> What you should do: From the records below, return every line containing the word "join".

Records contained in a dataset

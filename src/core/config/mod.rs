//! core::config
//!
//! Configuration schema and loading.
//!
//! # Overview
//!
//! There are two configuration scopes:
//! - **Global**: User-level settings
//! - **Project**: Settings for the project a schematic runs against
//!
//! # Precedence
//!
//! Configuration values are resolved in this order (later overrides earlier):
//! 1. Default values
//! 2. Global config file
//! 3. Project config file
//!
//! Option defaults merge per key: a project default for `style` replaces the
//! global one, other global keys survive.
//!
//! # Global Config Locations
//!
//! Searched in order:
//! 1. `$SCHEMATICS_CONFIG` if set
//! 2. `$XDG_CONFIG_HOME/schematics/config.toml`
//! 3. `~/.schematics/config.toml`
//!
//! # Project Config Locations
//!
//! Searched in order:
//! 1. `schematics.toml` (canonical)
//! 2. `.schematics/config.toml` (compatibility, warns)
//!
//! # Example
//!
//! ```no_run
//! use schematics::core::config::Config;
//! use std::path::Path;
//!
//! let result = Config::load(Some(Path::new("/path/to/project"))).unwrap();
//! let config = result.config;
//!
//! println!("Debug: {}", config.debug());
//! if let Some(defaults) = config.defaults_for("@acme/schematics:component") {
//!     println!("Defaults: {:?}", defaults);
//! }
//! ```

pub mod schema;

pub use schema::{GlobalConfig, OptionDefaults, ProjectConfig};

use std::fs;
use std::path::{Path, PathBuf};

use serde::de::DeserializeOwned;
use thiserror::Error;

/// Errors from configuration operations.
#[derive(Debug, Error)]
pub enum ConfigError {
    #[error("failed to read config file '{path}': {source}")]
    ReadError {
        path: PathBuf,
        source: std::io::Error,
    },

    #[error("failed to parse config file '{path}': {message}")]
    ParseError { path: PathBuf, message: String },

    #[error("invalid config value: {0}")]
    InvalidValue(String),

    #[error("home directory not found")]
    NoHomeDir,
}

/// Warnings generated during config loading.
#[derive(Debug, Clone)]
pub struct ConfigWarning {
    /// The warning message.
    pub message: String,
    /// The path that triggered the warning.
    pub path: PathBuf,
}

/// Result of loading configuration.
#[derive(Debug)]
pub struct ConfigLoadResult {
    /// The loaded configuration.
    pub config: Config,
    /// Any warnings generated during loading.
    pub warnings: Vec<ConfigWarning>,
}

/// Merged configuration from all sources.
///
/// Accessor methods apply precedence rules automatically.
#[derive(Debug, Clone, Default)]
pub struct Config {
    /// Global configuration
    pub global: GlobalConfig,
    /// Project configuration (if a project was given and has one)
    pub project: Option<ProjectConfig>,
    global_path: Option<PathBuf>,
    project_path: Option<PathBuf>,
}

impl Config {
    /// Assemble configuration from already-parsed scopes.
    pub fn new(global: GlobalConfig, project: Option<ProjectConfig>) -> Self {
        Self {
            global,
            project,
            global_path: None,
            project_path: None,
        }
    }

    /// Load configuration from default locations.
    ///
    /// If `project_dir` is provided, also loads project config.
    ///
    /// # Errors
    ///
    /// Returns an error if config files exist but cannot be parsed or
    /// validated. Missing config files are not an error.
    pub fn load(project_dir: Option<&Path>) -> Result<ConfigLoadResult, ConfigError> {
        let mut warnings = Vec::new();

        let global_path = Self::find_global();
        let project_path = match project_dir {
            Some(dir) => Self::find_project(dir, &mut warnings),
            None => None,
        };

        let mut result = Self::load_files(global_path.as_deref(), project_path.as_deref())?;
        warnings.append(&mut result.warnings);
        result.warnings = warnings;
        Ok(result)
    }

    /// Load configuration from explicit file paths.
    ///
    /// `None` means "use defaults for that scope".
    pub fn load_files(
        global_path: Option<&Path>,
        project_path: Option<&Path>,
    ) -> Result<ConfigLoadResult, ConfigError> {
        let global: GlobalConfig = match global_path {
            Some(path) => read_toml(path)?,
            None => GlobalConfig::default(),
        };
        let project: Option<ProjectConfig> = match project_path {
            Some(path) => Some(read_toml(path)?),
            None => None,
        };

        global.validate()?;
        if let Some(ref p) = project {
            p.validate()?;
        }

        tracing::debug!(
            global = ?global_path,
            project = ?project_path,
            "configuration loaded"
        );

        Ok(ConfigLoadResult {
            config: Config {
                global,
                project,
                global_path: global_path.map(Path::to_path_buf),
                project_path: project_path.map(Path::to_path_buf),
            },
            warnings: Vec::new(),
        })
    }

    /// Locate the global config file, if any.
    fn find_global() -> Option<PathBuf> {
        // 1. Check $SCHEMATICS_CONFIG
        if let Ok(path) = std::env::var("SCHEMATICS_CONFIG") {
            let path = PathBuf::from(path);
            if path.exists() {
                return Some(path);
            }
        }

        // 2. Check $XDG_CONFIG_HOME/schematics/config.toml
        if let Ok(xdg_home) = std::env::var("XDG_CONFIG_HOME") {
            let path = PathBuf::from(xdg_home).join("schematics/config.toml");
            if path.exists() {
                return Some(path);
            }
        }

        // 3. Check ~/.schematics/config.toml
        Self::global_config_path().ok().filter(|path| path.exists())
    }

    /// Locate the project config file, if any.
    fn find_project(project_dir: &Path, warnings: &mut Vec<ConfigWarning>) -> Option<PathBuf> {
        let canonical = Self::project_config_path(project_dir);
        if canonical.exists() {
            return Some(canonical);
        }

        let compat = project_dir.join(".schematics/config.toml");
        if compat.exists() {
            let message = format!(
                "Using deprecated config location. Please move to '{}'",
                canonical.display()
            );
            tracing::warn!(path = %compat.display(), "{}", message);
            warnings.push(ConfigWarning {
                message,
                path: compat.clone(),
            });
            return Some(compat);
        }

        None
    }

    /// Get the canonical path for global config.
    ///
    /// Returns `~/.schematics/config.toml`.
    pub fn global_config_path() -> Result<PathBuf, ConfigError> {
        let home = dirs::home_dir().ok_or(ConfigError::NoHomeDir)?;
        Ok(home.join(".schematics/config.toml"))
    }

    /// Get the canonical path for project config.
    pub fn project_config_path(project_dir: &Path) -> PathBuf {
        project_dir.join("schematics.toml")
    }

    // =========================================================================
    // Accessor methods with precedence
    // =========================================================================

    /// Check if debug mode is enabled.
    ///
    /// Defaults to `false` if not configured.
    pub fn debug(&self) -> bool {
        self.project
            .as_ref()
            .and_then(|p| p.debug)
            .or(self.global.debug)
            .unwrap_or(false)
    }

    /// Check if interactive prompting is allowed.
    ///
    /// Defaults to `true` if not configured.
    pub fn interactive(&self) -> bool {
        self.global.interactive.unwrap_or(true)
    }

    /// Option defaults for a `collection:schematic` key.
    ///
    /// Project keys override global keys. Returns `None` when neither scope
    /// has a table for the key.
    pub fn defaults_for(&self, qualified_name: &str) -> Option<OptionDefaults> {
        let global = self.global.defaults.get(qualified_name);
        let project = self
            .project
            .as_ref()
            .and_then(|p| p.defaults.get(qualified_name));

        match (global, project) {
            (None, None) => None,
            (global, project) => {
                let mut merged = global.cloned().unwrap_or_default();
                if let Some(project) = project {
                    for (key, value) in project {
                        merged.insert(key.clone(), value.clone());
                    }
                }
                Some(merged)
            }
        }
    }

    /// Get the path to the loaded global config file.
    pub fn global_config_loaded_from(&self) -> Option<&Path> {
        self.global_path.as_deref()
    }

    /// Get the path to the loaded project config file.
    pub fn project_config_loaded_from(&self) -> Option<&Path> {
        self.project_path.as_deref()
    }
}

/// Read and parse a TOML config file.
fn read_toml<T: DeserializeOwned>(path: &Path) -> Result<T, ConfigError> {
    let contents = fs::read_to_string(path).map_err(|e| ConfigError::ReadError {
        path: path.to_path_buf(),
        source: e,
    })?;

    toml::from_str(&contents).map_err(|e| ConfigError::ParseError {
        path: path.to_path_buf(),
        message: e.to_string(),
    })
}

#[cfg(test)]
mod tests {
    use super::*;
    use tempfile::TempDir;

    fn write(dir: &Path, name: &str, contents: &str) -> PathBuf {
        let path = dir.join(name);
        if let Some(parent) = path.parent() {
            fs::create_dir_all(parent).unwrap();
        }
        fs::write(&path, contents).unwrap();
        path
    }

    #[test]
    fn load_files_with_nothing_uses_defaults() {
        let config = Config::load_files(None, None).unwrap().config;

        assert!(!config.debug());
        assert!(config.interactive());
        assert!(config.defaults_for("kit:component").is_none());
        assert!(config.global_config_loaded_from().is_none());
    }

    #[test]
    fn load_global_from_env() {
        let temp = TempDir::new().unwrap();
        let config_path = write(
            temp.path(),
            "config.toml",
            r#"
            [defaults."env-kit:from-env"]
            loaded = true
            "#,
        );

        std::env::set_var("SCHEMATICS_CONFIG", config_path.to_str().unwrap());
        let result = Config::load(None).unwrap();
        std::env::remove_var("SCHEMATICS_CONFIG");

        assert_eq!(
            result.config.global_config_loaded_from(),
            Some(config_path.as_path())
        );
        assert!(result.config.defaults_for("env-kit:from-env").is_some());
    }

    #[test]
    fn load_project_config() {
        let temp = TempDir::new().unwrap();
        write(
            temp.path(),
            "schematics.toml",
            r#"
            debug = true

            [defaults."kit:component"]
            style = "css"
            "#,
        );

        let result = Config::load(Some(temp.path())).unwrap();
        let config = result.config;

        assert!(config.debug());
        assert_eq!(
            config.defaults_for("kit:component").unwrap()["style"],
            serde_json::json!("css")
        );
        assert!(result.warnings.is_empty());
    }

    #[test]
    fn load_project_compat_warns() {
        let temp = TempDir::new().unwrap();
        write(temp.path(), ".schematics/config.toml", "debug = true");

        let result = Config::load(Some(temp.path())).unwrap();

        assert!(result.config.debug());
        assert_eq!(result.warnings.len(), 1);
        assert!(result.warnings[0].message.contains("deprecated"));
    }

    #[test]
    fn project_defaults_override_global_per_key() {
        let temp = TempDir::new().unwrap();
        let global = write(
            temp.path(),
            "global.toml",
            r#"
            [defaults."kit:component"]
            style = "scss"
            flat = true
            "#,
        );
        let project = write(
            temp.path(),
            "project.toml",
            r#"
            [defaults."kit:component"]
            style = "css"
            "#,
        );

        let config = Config::load_files(Some(&global), Some(&project))
            .unwrap()
            .config;
        let defaults = config.defaults_for("kit:component").unwrap();

        assert_eq!(defaults["style"], serde_json::json!("css"));
        assert_eq!(defaults["flat"], serde_json::json!(true));
    }

    #[test]
    fn project_debug_overrides_global() {
        let temp = TempDir::new().unwrap();
        let global = write(temp.path(), "global.toml", "debug = true");
        let project = write(temp.path(), "project.toml", "debug = false");

        let config = Config::load_files(Some(&global), Some(&project))
            .unwrap()
            .config;
        assert!(!config.debug());
    }

    #[test]
    fn unknown_fields_rejected() {
        let temp = TempDir::new().unwrap();
        let path = write(
            temp.path(),
            "schematics.toml",
            r#"
            debug = true
            unknown_field = true
            "#,
        );

        let result = Config::load_files(None, Some(&path));
        assert!(matches!(result, Err(ConfigError::ParseError { .. })));
    }

    #[test]
    fn invalid_defaults_key_rejected() {
        let temp = TempDir::new().unwrap();
        let path = write(
            temp.path(),
            "global.toml",
            r#"
            [defaults."no separator"]
            x = 1
            "#,
        );

        let result = Config::load_files(Some(&path), None);
        assert!(matches!(result, Err(ConfigError::InvalidValue(_))));
    }

    #[test]
    fn missing_file_is_read_error() {
        let temp = TempDir::new().unwrap();
        let missing = temp.path().join("missing.toml");
        let result = Config::load_files(Some(&missing), None);
        assert!(matches!(result, Err(ConfigError::ReadError { .. })));
    }
}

> Output for this task:
            let path = PathBuf::from(xdg_home).join("schematics/config.toml");
        let compat = project_dir.join(".schematics/config.toml");
        Ok(home.join(".schematics/config.toml"))
        project_dir.join("schematics.toml")
        let path = dir.join(name);
        let missing = temp.path().join("missing.toml");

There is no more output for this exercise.